Faye Villa

Type: Residential Project
Year: 2025
Plot Area:  500  m2
Project Location: Shamiyah, Kuwait
Photography: Nelson Garrido


Faye House is a private urban residence meticulously crafted to respond to its unique corner plot. The generous setback condition allowed for the integration of a lush private garden, which serves as the focal point of the home’s architectural composition. The ground floor is conceived as an open-plan volume, where kitchen, dining, and living areas unfold along a continuous axis and extend seamlessly into the landscape through full-height sliding glass panels. These operable glazed walls dissolve the threshold between interior and exterior, anchoring the spatial experience in natural light, greenery, and air.

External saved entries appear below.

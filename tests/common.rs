#![allow(unused)]

use std::ops::RangeInclusive;

use linfa_arnoldi::{triangular::IntoTriangular, Complex};
use ndarray::prelude::*;
use proptest::prelude::*;
use proptest_derive::Arbitrary;

const FLOAT_RANGE: RangeInclusive<f64> = -1000.0..=1000.0;
const DIM_RANGE: RangeInclusive<usize> = 1..=10;

#[derive(Debug, Arbitrary)]
struct Layout {
    invert_rows: bool,
    invert_cols: bool,
    transpose: bool,
}

impl Layout {
    fn apply(&self, mut arr: Array2<Complex<f64>>) -> Array2<Complex<f64>> {
        if self.invert_rows {
            arr.invert_axis(Axis(0));
        }
        if self.invert_cols {
            arr.invert_axis(Axis(1));
        }
        if self.transpose {
            arr.reversed_axes()
        } else {
            arr
        }
    }
}

pub fn complex_elem() -> impl Strategy<Value = Complex<f64>> {
    (FLOAT_RANGE, FLOAT_RANGE).prop_map(|(re, im)| Complex::new(re, im))
}

prop_compose! {
    pub fn square_arr()(dim in DIM_RANGE)
        (data in prop::collection::vec(complex_elem(), dim*dim), dim in Just(dim), layout in any::<Layout>()) -> Array2<Complex<f64>> {
        layout.apply(Array2::from_shape_vec((dim, dim), data).unwrap())
    }
}

pub fn thin_arr() -> impl Strategy<Value = Array2<Complex<f64>>> {
    DIM_RANGE
        .prop_flat_map(|rows| (1..=rows, Just(rows)))
        .prop_flat_map(|(cols, rows)| {
            (
                prop::collection::vec(complex_elem(), rows * cols),
                Just(rows),
                Just(cols),
            )
        })
        .prop_map(|(data, rows, cols)| Array2::from_shape_vec((rows, cols), data).unwrap())
}

prop_compose! {
    pub fn hessenberg_arr()(arr in square_arr()) -> Array2<Complex<f64>> {
        let mut arr = arr;
        arr.upper_hessenberg_inplace();
        arr
    }
}

/// Conjugate transpose
pub fn adjoint(arr: &Array2<Complex<f64>>) -> Array2<Complex<f64>> {
    arr.t().mapv(|x| x.conj())
}
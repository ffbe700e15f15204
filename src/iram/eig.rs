//! Truncated eigenvalue decomposition of non-symmetric operators
//!
use std::sync::{atomic::AtomicBool, Arc};

use ndarray::prelude::*;
use rand::Rng;

use super::{iram, ArnoldiEig, IramParams, IramResult};
use crate::{
    backend::NumericalBackend,
    operator::LinearOperator,
    verify::{NoVerify, Verifier},
    ShiftPolicy,
};

/// Truncated eigenproblem solver
///
/// This struct wraps the IRAM algorithm and provides convenient builder-pattern access to
/// parameters like the basis size, maximal iteration and precision.
///
/// # Example
///
/// ```rust
/// use ndarray::{arr1, Array2};
/// use linfa_arnoldi::{host::HostBackend, iram::TruncatedArnoldi, operator::DenseOperator};
/// use rand::SeedableRng;
/// use rand_xoshiro::Xoshiro256Plus;
///
/// let diag = arr1(&[1., 2., 3., 4., 5., 6., 7., 8., 9., 10.]);
/// let a = DenseOperator::from_real(&Array2::from_diag(&diag)).unwrap();
///
/// let backend = HostBackend::<f64>::new();
/// let mut eig = TruncatedArnoldi::new_with_rng(backend, a, Xoshiro256Plus::seed_from_u64(42))
///     .precision(1e-8)
///     .maxiter(500);
///
/// let res = eig.decompose(2).unwrap();
/// assert!((res.eigvals[0].re - 10.).abs() < 1e-6);
/// ```
pub struct TruncatedArnoldi<A, B, O, R> {
    backend: B,
    operator: O,
    basis_size: Option<usize>,
    maxiter: usize,
    precision: A,
    shift_policy: ShiftPolicy,
    cancel: Option<Arc<AtomicBool>>,
    rng: R,
}

impl<A, B, O, R> TruncatedArnoldi<A, B, O, R>
where
    A: NdFloat,
    B: NumericalBackend<A>,
    O: LinearOperator<A, B>,
    R: Rng,
{
    /// Create a new truncated eigenproblem solver
    ///
    /// # Properties
    /// * `backend`: numerical backend the solver runs on
    /// * `operator`: problem operator
    /// * `rng`: random number generator
    pub fn new_with_rng(backend: B, operator: O, rng: R) -> TruncatedArnoldi<A, B, O, R> {
        TruncatedArnoldi {
            maxiter: operator.dim() * 10,
            precision: A::from(1e-6).unwrap(),
            basis_size: None,
            shift_policy: ShiftPolicy::default(),
            cancel: None,
            backend,
            operator,
            rng,
        }
    }

    /// Set the number of Krylov basis vectors
    ///
    /// Must be larger than the number of requested eigenpairs and smaller than the dimension of
    /// the operator. By default `max(2 * num + 1, 20)` is used, capped by the dimension.
    pub fn basis_size(mut self, basis_size: usize) -> Self {
        self.basis_size = Some(basis_size);

        self
    }

    /// Set the maximal number of Arnoldi steps
    ///
    /// The solver stops after `ceil(maxiter / basis_size)` restart cycles and then returns the
    /// best pairs it found, with [`converged`](ArnoldiEig::converged) set to false.
    pub fn maxiter(mut self, maxiter: usize) -> Self {
        self.maxiter = maxiter;

        self
    }

    /// Set desired precision
    ///
    /// A pair is converged once its residual norm is below this value times the norm estimate
    /// of the operator.
    pub fn precision(mut self, precision: A) -> Self {
        self.precision = precision;

        self
    }

    /// Select which Ritz values are discarded on restart, see [ShiftPolicy]
    pub fn shift_policy(mut self, shift_policy: ShiftPolicy) -> Self {
        self.shift_policy = shift_policy;

        self
    }

    /// Stop the solver after the running cycle once `flag` is set
    pub fn cancel_on(mut self, flag: Arc<AtomicBool>) -> Self {
        self.cancel = Some(flag);

        self
    }

    pub fn backend(&self) -> &B {
        &self.backend
    }

    fn params(&self, num: usize) -> IramParams<A> {
        let dim = self.operator.dim();
        let basis_size = self
            .basis_size
            .unwrap_or_else(|| (2 * num + 1).max(20).min(dim.saturating_sub(1)));

        IramParams {
            dim,
            max_iters: self.maxiter,
            basis_size,
            restart_size: num,
            tolerance: self.precision,
            shift_policy: self.shift_policy,
        }
    }

    /// Calculate the eigenvalue decomposition
    ///
    /// # Parameters
    ///
    ///  * `num`: number of eigenpairs, ordered by the shift policy with the largest key first
    pub fn decompose(&mut self, num: usize) -> IramResult<A> {
        self.decompose_verified(num, &mut NoVerify)
    }

    /// Calculate the eigenvalue decomposition, checking the factorisation with `verifier` along
    /// the way
    pub fn decompose_verified<V: Verifier<A>>(
        &mut self,
        num: usize,
        verifier: &mut V,
    ) -> IramResult<A> {
        if num == 0 {
            // return empty solution if requested eigenvalue number is zero
            return Ok(ArnoldiEig {
                eigvals: Array1::zeros(0),
                eigvecs: Array2::zeros((self.operator.dim(), 0)),
                rnorm: Vec::new(),
                converged_pairs: Vec::new(),
                converged: true,
                cycles: 0,
                breakdowns: 0,
            });
        }

        let params = self.params(num);
        iram(
            &self.backend,
            &self.operator,
            &params,
            &mut self.rng,
            verifier,
            self.cancel.as_deref(),
        )
    }
}

#[cfg(test)]
mod tests {
    use approx::assert_abs_diff_eq;
    use rand::SeedableRng;
    use rand_xoshiro::Xoshiro256Plus;

    use super::*;
    use crate::{host::HostBackend, operator::DenseOperator, verify::InvariantChecker, LinalgError};

    fn solver(n: usize) -> TruncatedArnoldi<f64, HostBackend<f64>, DenseOperator<f64>, Xoshiro256Plus> {
        let diag = Array1::linspace(1., n as f64, n);
        let op = DenseOperator::from_real(&Array2::from_diag(&diag)).unwrap();
        TruncatedArnoldi::new_with_rng(HostBackend::new(), op, Xoshiro256Plus::seed_from_u64(42))
    }

    #[test]
    fn test_truncated_arnoldi() {
        let mut eig = solver(40).precision(1e-8).maxiter(1000);
        let mut checker = InvariantChecker::new(1e-10);
        let res = eig.decompose_verified(3, &mut checker).unwrap();

        assert!(res.converged);
        assert!(checker.extensions() >= 1);
        assert_eq!(checker.extensions(), checker.restarts());
        for (val, expected) in res.eigvals.iter().zip([40., 39., 38.]) {
            assert_abs_diff_eq!(val.re, expected, epsilon = 1e-6);
        }
        assert_eq!(eig.backend().live_elements(), 0);
    }

    #[test]
    fn default_basis_size() {
        let eig = solver(15);
        let params = eig.params(3);
        assert_eq!(params.basis_size, 14);
        assert_eq!(params.max_iters, 150);
        let eig = solver(100);
        assert_eq!(eig.params(3).basis_size, 20);
        assert_eq!(eig.params(15).basis_size, 31);
    }

    #[test]
    fn empty_and_invalid() {
        let mut eig = solver(10);
        let res = eig.decompose(0).unwrap();
        assert_eq!(res.count(), 0);
        assert_eq!(res.eigvecs.dim(), (10, 0));

        let mut eig = solver(10).basis_size(4);
        assert!(matches!(
            eig.decompose(4),
            Err((LinalgError::RestartTooLarge { .. }, None))
        ));
    }
}
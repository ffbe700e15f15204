//! Traits for checking and cleaning up triangular and Hessenberg structure

use crate::{check_square, Result};

use ndarray::{ArrayBase, Data, DataMut, Ix2};
use num_traits::Zero;

/// Zero out the entries that a structured matrix must not have
pub trait IntoTriangular {
    /// Transform square matrix into an upper triangular matrix in place, zeroing out the
    /// lower elements.
    fn upper_triangular_inplace(&mut self) -> Result<&mut Self>;

    /// Transform the matrix into an upper Hessenberg matrix in place, zeroing out every element
    /// two or more rows below the diagonal. Works on rectangular matrices too, such as the
    /// `(k + 1) x k` projection produced by the Arnoldi process.
    fn upper_hessenberg_inplace(&mut self) -> &mut Self;

    /// Transform square matrix into an upper triangular matrix, zeroing out the lower
    /// elements.
    fn into_upper_triangular(self) -> Result<Self>
    where
        Self: Sized;
}

impl<A, S> IntoTriangular for ArrayBase<S, Ix2>
where
    A: Zero,
    S: DataMut<Elem = A>,
{
    fn into_upper_triangular(mut self) -> Result<Self> {
        self.upper_triangular_inplace()?;
        Ok(self)
    }

    fn upper_triangular_inplace(&mut self) -> Result<&mut Self> {
        let n = check_square(self)?;
        for i in 0..n {
            for j in 0..i {
                self[(i, j)] = A::zero();
            }
        }
        Ok(self)
    }

    fn upper_hessenberg_inplace(&mut self) -> &mut Self {
        let (rows, cols) = self.dim();
        for j in 0..cols {
            for i in j + 2..rows {
                self[(i, j)] = A::zero();
            }
        }
        self
    }
}

/// Structural checks
pub trait Triangular {
    /// Check if matrix is upper-triagular
    fn is_upper_triangular(&self) -> bool;
    /// Check if every element two or more rows below the diagonal is zero
    fn is_upper_hessenberg(&self) -> bool;
    /// Position of the first element violating the upper Hessenberg structure
    fn hessenberg_violation(&self) -> Option<(usize, usize)>;
}

impl<A, S> Triangular for ArrayBase<S, Ix2>
where
    A: Zero,
    S: Data<Elem = A>,
{
    fn is_upper_triangular(&self) -> bool {
        if let Ok(n) = check_square(self) {
            for i in 0..n {
                for j in 0..i {
                    if !self[(i, j)].is_zero() {
                        return false;
                    }
                }
            }
            true
        } else {
            false
        }
    }

    fn is_upper_hessenberg(&self) -> bool {
        self.hessenberg_violation().is_none()
    }

    fn hessenberg_violation(&self) -> Option<(usize, usize)> {
        let (rows, cols) = self.dim();
        for j in 0..cols {
            for i in j + 2..rows {
                if !self[(i, j)].is_zero() {
                    return Some((i, j));
                }
            }
        }
        None
    }
}

#[cfg(test)]
mod tests {
    use ndarray::{array, Array2};

    use crate::LinalgError;

    use super::*;

    #[test]
    fn corner_cases() {
        let empty = Array2::<f64>::zeros((0, 0));
        assert!(empty.is_upper_hessenberg());
        assert!(empty.is_upper_triangular());
        assert_eq!(empty.clone().into_upper_triangular().unwrap(), empty);

        let one = array![[1]];
        assert!(one.is_upper_hessenberg());
        assert!(one.is_upper_triangular());
        assert_eq!(one.clone().into_upper_triangular().unwrap(), one);
    }

    #[test]
    fn non_square() {
        let tall = array![[1, 2], [3, 5], [0, 8]];
        assert!(tall.is_upper_hessenberg());
        assert!(!tall.is_upper_triangular());
        assert!(matches!(
            tall.into_upper_triangular(),
            Err(LinalgError::NotSquare { rows: 3, cols: 2 })
        ));

        let mut tall = array![[1, 2], [3, 5], [6, 8], [7, 9]];
        assert_eq!(tall.hessenberg_violation(), Some((2, 0)));
        tall.upper_hessenberg_inplace();
        assert_eq!(tall, array![[1, 2], [3, 5], [0, 8], [0, 0]]);
        assert!(tall.is_upper_hessenberg());
    }

    #[test]
    fn square() {
        let square = array![[1, 2, 3], [4, 5, 6], [7, 8, 9]];
        assert!(!square.is_upper_hessenberg());
        assert!(!square.is_upper_triangular());

        let mut hess = square.clone();
        hess.upper_hessenberg_inplace();
        assert_eq!(hess, array![[1, 2, 3], [4, 5, 6], [0, 8, 9]]);
        assert!(hess.is_upper_hessenberg());
        assert!(!hess.is_upper_triangular());

        let upper = square.into_upper_triangular().unwrap();
        assert_eq!(upper, array![[1, 2, 3], [0, 5, 6], [0, 0, 9]]);
        assert!(upper.is_upper_hessenberg());
        assert!(upper.is_upper_triangular());
    }
}
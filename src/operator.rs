//! Linear operators the eigensolver can be applied to
//!
//! The solver never looks inside an operator: it only asks for its dimension, a norm estimate
//! used to scale tolerances, and products with single-column backend buffers.

use ndarray::linalg::general_mat_vec_mul;
use ndarray::{prelude::*, Data, NdFloat};
use num_complex::Complex;

use crate::{
    backend::{DeviceBuffer, NumericalBackend},
    check_square,
    host::{HostBackend, HostBuffer},
    norm::Norm,
    LinalgError, Result,
};

pub trait LinearOperator<A: NdFloat, B: NumericalBackend<A>> {
    /// Number of rows (and columns) of the operator
    fn dim(&self) -> usize;

    /// Performs `y = M x` for single-column buffers of `dim()` rows
    fn apply(&self, backend: &B, x: &B::Buffer, y: &mut B::Buffer) -> Result<()>;

    /// Estimate of the operator norm, tolerances are taken relative to it
    fn norm_estimate(&self) -> A;
}

impl<A: NdFloat, B: NumericalBackend<A>, O: LinearOperator<A, B>> LinearOperator<A, B> for &O {
    fn dim(&self) -> usize {
        (**self).dim()
    }

    fn apply(&self, backend: &B, x: &B::Buffer, y: &mut B::Buffer) -> Result<()> {
        (**self).apply(backend, x, y)
    }

    fn norm_estimate(&self) -> A {
        (**self).norm_estimate()
    }
}

fn check_io<A>(dim: usize, x: &HostBuffer<A>, y: &HostBuffer<A>) -> Result<()> {
    for buf in [x, y] {
        if buf.dim() != (dim, 1) {
            return Err(LinalgError::ShapeMismatch {
                expected: (dim, 1),
                actual: buf.dim(),
            });
        }
    }
    Ok(())
}

/// Dense square matrix held on the host
#[derive(Debug, Clone)]
pub struct DenseOperator<A> {
    matrix: Array2<Complex<A>>,
    norm: A,
}

impl<A: NdFloat> DenseOperator<A> {
    pub fn new(matrix: Array2<Complex<A>>) -> Result<Self> {
        check_square(&matrix)?;
        let norm = matrix.norm_l2();
        Ok(Self { matrix, norm })
    }

    /// Lift a real matrix to the complex working element
    pub fn from_real<S: Data<Elem = A>>(matrix: &ArrayBase<S, Ix2>) -> Result<Self> {
        Self::new(matrix.mapv(|x| Complex::new(x, A::zero())))
    }

    pub fn matrix(&self) -> ArrayView2<Complex<A>> {
        self.matrix.view()
    }
}

impl<A: NdFloat> LinearOperator<A, HostBackend<A>> for DenseOperator<A> {
    fn dim(&self) -> usize {
        self.matrix.nrows()
    }

    fn apply(&self, _: &HostBackend<A>, x: &HostBuffer<A>, y: &mut HostBuffer<A>) -> Result<()> {
        check_io(self.matrix.nrows(), x, y)?;
        general_mat_vec_mul(
            Complex::new(A::one(), A::zero()),
            &self.matrix,
            &x.view().column(0),
            Complex::new(A::zero(), A::zero()),
            &mut y.view_mut().column_mut(0),
        );
        Ok(())
    }

    /// Frobenius norm, an upper bound of the spectral norm
    fn norm_estimate(&self) -> A {
        self.norm
    }
}

/// Operator given as a closure over host vectors
///
/// # Example
///
/// ```rust
/// use linfa_arnoldi::{host::HostBackend, operator::{LinearOperator, MatrixFreeOperator}};
///
/// // shift operator on a ring of 8 sites
/// let ring = MatrixFreeOperator::new(8, 1.0, |x| {
///     let n = x.len();
///     (0..n).map(|i| x[(i + 1) % n]).collect()
/// });
/// assert_eq!(LinearOperator::<f64, HostBackend<f64>>::dim(&ring), 8);
/// ```
pub struct MatrixFreeOperator<A, F> {
    dim: usize,
    norm: A,
    op: F,
}

impl<A, F> MatrixFreeOperator<A, F>
where
    A: NdFloat,
    F: Fn(ArrayView1<Complex<A>>) -> Array1<Complex<A>>,
{
    pub fn new(dim: usize, norm: A, op: F) -> Self {
        Self { dim, norm, op }
    }
}

impl<A, F> LinearOperator<A, HostBackend<A>> for MatrixFreeOperator<A, F>
where
    A: NdFloat,
    F: Fn(ArrayView1<Complex<A>>) -> Array1<Complex<A>>,
{
    fn dim(&self) -> usize {
        self.dim
    }

    fn apply(&self, _: &HostBackend<A>, x: &HostBuffer<A>, y: &mut HostBuffer<A>) -> Result<()> {
        check_io(self.dim, x, y)?;
        let out = (self.op)(x.view().column(0));
        if out.len() != self.dim {
            return Err(LinalgError::DimensionMismatch {
                expected: self.dim,
                actual: out.len(),
            });
        }
        y.view_mut().column_mut(0).assign(&out);
        Ok(())
    }

    fn norm_estimate(&self) -> A {
        self.norm
    }
}
use crate::{
    householder,
    triangular::IntoTriangular,
    LinalgError, Result,
};

use ndarray::{prelude::*, Data, DataMut, OwnedRepr, RawDataClone};
use num_complex::Complex;

pub trait QRInto {
    type Decomp;

    fn qr_into(self) -> Result<Self::Decomp>;
}

impl<A: NdFloat, S: DataMut<Elem = Complex<A>>> QRInto for ArrayBase<S, Ix2> {
    type Decomp = QRDecomp<A, S>;

    fn qr_into(mut self) -> Result<Self::Decomp> {
        let (rows, cols) = self.dim();
        if self.nrows() < self.ncols() {
            return Err(LinalgError::NotTall { rows, cols });
        }

        let mut diag = Array::zeros(cols);
        for i in 0..cols {
            diag[i] = householder::clear_column(&mut self, i);
        }

        Ok(QRDecomp { qr: self, diag })
    }
}

pub trait QR {
    type Decomp;

    fn qr(&self) -> Result<Self::Decomp>;
}

impl<A: NdFloat, S: Data<Elem = Complex<A>>> QR for ArrayBase<S, Ix2> {
    type Decomp = QRDecomp<A, OwnedRepr<Complex<A>>>;

    fn qr(&self) -> Result<Self::Decomp> {
        self.to_owned().qr_into()
    }
}

/// Householder QR factors of an owned matrix, as returned by the numerical backends
pub type OwnedQR<A> = QRDecomp<A, OwnedRepr<Complex<A>>>;

/// Compact Householder QR factorisation of a complex matrix
///
/// The unitary factor is kept implicitly as reflection axes below the diagonal; [`q`](Self::q)
/// reconstructs it explicitly.
#[derive(Debug)]
pub struct QRDecomp<A, S: DataMut<Elem = Complex<A>>> {
    // qr must be a "tall" matrix (rows >= cols)
    qr: ArrayBase<S, Ix2>,
    // diag length must be equal to qr.ncols
    diag: Array1<Complex<A>>,
}

impl<A: Clone, S: DataMut<Elem = Complex<A>> + RawDataClone> Clone for QRDecomp<A, S> {
    fn clone(&self) -> Self {
        Self {
            qr: self.qr.clone(),
            diag: self.diag.clone(),
        }
    }
}

impl<A: NdFloat, S: DataMut<Elem = Complex<A>>> QRDecomp<A, S> {
    /// Explicit unitary factor with orthonormal columns
    pub fn q(&self) -> Array2<Complex<A>> {
        householder::assemble_q(&self.qr)
    }

    pub fn dim(&self) -> (usize, usize) {
        self.qr.dim()
    }

    /// A square factorisation is invertible when no diagonal element of `R` vanishes
    pub fn is_invertible(&self) -> bool {
        self.qr.nrows() == self.qr.ncols() && self.diag.iter().all(|d| !d.norm().is_zero())
    }

    pub fn into_r(self) -> ArrayBase<S, Ix2> {
        let ncols = self.qr.ncols();
        let mut r = self.qr.slice_move(s![..ncols, ..ncols]);
        // Only fails for non-square input, which the slice above rules out
        if r.upper_triangular_inplace().is_ok() {
            r.diag_mut().assign(&self.diag);
        }
        r
    }

    pub fn into_decomp(self) -> (Array2<Complex<A>>, ArrayBase<S, Ix2>) {
        let q = self.q();
        (q, self.into_r())
    }
}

One of the defining features of the project is a curved travertine wall that gently encloses the garden and pool area. This sculptural element creates a protective boundary along the street edge while maintaining visual permeability. Acting as both a privacy buffer and climatic shield, the wall casts moving shadows across the interiors, enriching the atmosphere throughout the day and enhancing thermal comfort.

Positioned on a corner plot, the house expresses a refined horizontality. The architectural language is one of softness and material honesty—where travertine cladding, warm neutral tones, and natural finishes evoke a timeless minimalism. The massing is deliberately restrained yet expressive, using subtle shifts in texture, depth, and light to articulate the façade. Windows are recessed to ensure privacy and provide shade, while façade rhythms are intentionally broken to reflect the internal functions.

A notable spatial gesture defines the core of the house: a continuous vertical void runs through the heart of the home, beginning as a skylight on the rooftop and cascading down through all levels. This central light well illuminates the main staircase, elevator lobby, and internal corridors, ensuring that natural light reaches even the deepest zones of the residence. The void culminates in a large opening on the ground floor, directly within the open-plan living space, creating a dramatic visual and luminous connection across all floors.

This vertical cut not only enhances daylight access but also reinforces a sense of visual continuity between the family living areas on the first floor and the social zones below. It allows moments of interaction and transparency between levels, enriching the daily experience of the home’s inhabitants through subtle spatial dialogues.

The rooftop, strategically opened to the north, offers panoramic views of the city. Landscaped with desert planting and integrated built-in seating, this elevated terrace becomes a contemplative outdoor living space, balancing the house's more private, enclosed ground-level condition. Despite the house’s southeast orientation, the upper roofline is carved to unlock long vistas while preserving privacy.
Faye House is an exercise in elegance through restraint. It avoids monumentality in favor of nuance—light over mass, enclosure balanced by openness. The house is grounded in its garden, yet lifted by the light that filters through its architectural core. Every element, from material to massing, has been carefully considered to create a home of warmth, intimacy, and understated sophistication within a dense urban context.